Basically one includes a root CA inside the configuration profile and signs with this root CA a second certificate. This second certificate gets bundled in the app and then a trust evaluation of this second certificate in the app will reveal whether or not the root CA is present (and this means that the configuration profile is installed).
Now, we are not able to tamper with our configuration profile in question (because it is installed on many devices already), but it does already include 2 certificates which we do have access to:
- OurRootCA (issued by: OurRootCA)
- OurIntermediateCA (issued by: OurRootCA)

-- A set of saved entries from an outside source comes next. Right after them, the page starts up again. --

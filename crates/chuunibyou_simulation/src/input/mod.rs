//! Player input routing: имена кнопок → combo inputs.
//!
//! Raw polling остаётся в host (движок / headless runner). Host сообщает
//! каждую нажатую кнопку один раз за fixed step через `PlayerButtonPressed`;
//! здесь привязаны только атакующие кнопки. Движение (Jump, Dash, оси)
//! принадлежит locomotion layer.

use bevy::prelude::*;
use std::collections::HashMap;

use crate::combo::{ActionType, ComboInput, ComboManager, UnknownActionType};
use crate::config::ComboConfig;
use crate::player::Player;

pub mod scripted;

pub use scripted::{mash_buttons, ButtonMasher};

/// Кнопка нажата в этом step (host → ECS)
#[derive(Event, Debug, Clone, PartialEq)]
pub struct PlayerButtonPressed {
    pub button: String,
}

impl PlayerButtonPressed {
    pub fn new(button: impl Into<String>) -> Self {
        Self {
            button: button.into(),
        }
    }
}

/// Имя кнопки → combo input
#[derive(Resource, Debug, Clone)]
pub struct InputBindings {
    bindings: HashMap<String, ActionType>,
}

impl InputBindings {
    /// Разобрать `button_bindings` из конфига.
    ///
    /// Неизвестное имя action считается ошибкой, кнопка не пропускается молча.
    pub fn from_config(config: &ComboConfig) -> Result<Self, UnknownActionType> {
        let bindings = config
            .button_bindings
            .iter()
            .map(|binding| {
                binding
                    .action
                    .parse::<ActionType>()
                    .map(|action| (binding.button.clone(), action))
            })
            .collect::<Result<HashMap<_, _>, _>>()?;

        Ok(Self { bindings })
    }

    pub fn action_for(&self, button: &str) -> Option<ActionType> {
        self.bindings.get(button).copied()
    }
}

/// Собрать `InputBindings` при старте App.
///
/// Битый конфиг биндингов означает ошибку сборки игры: логируем и падаем сразу,
/// как и с битым roster'ом.
pub fn build_input_bindings(config: &ComboConfig) -> InputBindings {
    match InputBindings::from_config(config) {
        Ok(bindings) => bindings,
        Err(err) => {
            crate::logger::log_error(&format!("Input bindings are malformed: {}", err));
            panic!("input bindings are malformed: {}", err);
        }
    }
}

/// System: привязанные нажатия → `ComboInput` каждому player fighter'у
pub fn route_player_buttons(
    mut presses: EventReader<PlayerButtonPressed>,
    bindings: Res<InputBindings>,
    players: Query<Entity, (With<Player>, With<ComboManager>)>,
    mut combo_inputs: EventWriter<ComboInput>,
) {
    for press in presses.read() {
        let Some(action) = bindings.action_for(&press.button) else {
            crate::logger::log(&format!("🎮 Button '{}' is not a combo input", press.button));
            continue;
        };

        for entity in players.iter() {
            combo_inputs.write(ComboInput { entity, action });
        }
    }
}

unfortunately, OurRootCA is not only included in the configuration profile in question, but also in other configuration profiles (so a check with this method could yield false positives), but fortunately OurIntermediateCA is solely used in the configurationProfile we want to check for.
Unfortunately, for some reasons, the tests fails (it always returns kSecTrustResultRecoverableTrustFailure) if performed with a test SSL certificate that was issued by OurIntermediateCA (it works though with a test SSL certificate that was issued by OurRootCA).
Here's the validation code:
//NSString* certPath = [[NSBundle mainBundle] pathForResource:@"TestCertificateSignedByRoot" ofType:@"cer"]; //with this cert, the validation works
NSString* certPath = [[NSBundle mainBundle] pathForResource:@"TestCertificateSignedByIntermediate" ofType:@"cer"];
NSData* certData = [NSData dataWithContentsOfFile:certPath];
SecCertificateRef cert = SecCertificateCreateWithData(NULL, (__bridge CFDataRef) certData);
SecPolicyRef policy = SecPolicyCreateBasicX509();
SecTrustRef trust;
OSStatus err = SecTrustCreateWithCertificates((__bridge CFArrayRef) [NSArray arrayWithObject:(__bridge id)cert], policy, &trust);
// set trust anchor certificates to empty array as advised in http://stackoverflow.com/questions/7900896/sectrustevaluate-always-returns-ksectrustresultrecoverabletrustfailure-with-secp
SecTrustSetAnchorCertificates(trust, (__bridge CFArrayRef) [NSArray array]);
SecTrustSetAnchorCertificatesOnly(trust, NO);
SecTrustResultType trustResult = -1;
err = SecTrustEvaluate(trust, &trustResult);
CFRelease(trust);
CFRelease(policy);
CFRelease(cert);
switch(trustResult) {
case kSecTrustResultUnspecified:
case kSecTrustResultProceed: {
return YES;
// this is the result if TestCertificateSignedByRoot is used
break;
}
case kSecTrustResultRecoverableTrustFailure: {
return NO;
// this is the result if TestCertificateSignedByIntermediate is used
break;
}
default: {
return NO;
break;
}
}
So, the technique seems to work - the (self-signed) rootCA in the users keychain is used to validate our test certificate. But if the intermediate CA is checked for, the test always returns kSecTrustResultRecoverableTrustFailure. What could be the problem here and how can it be debugged?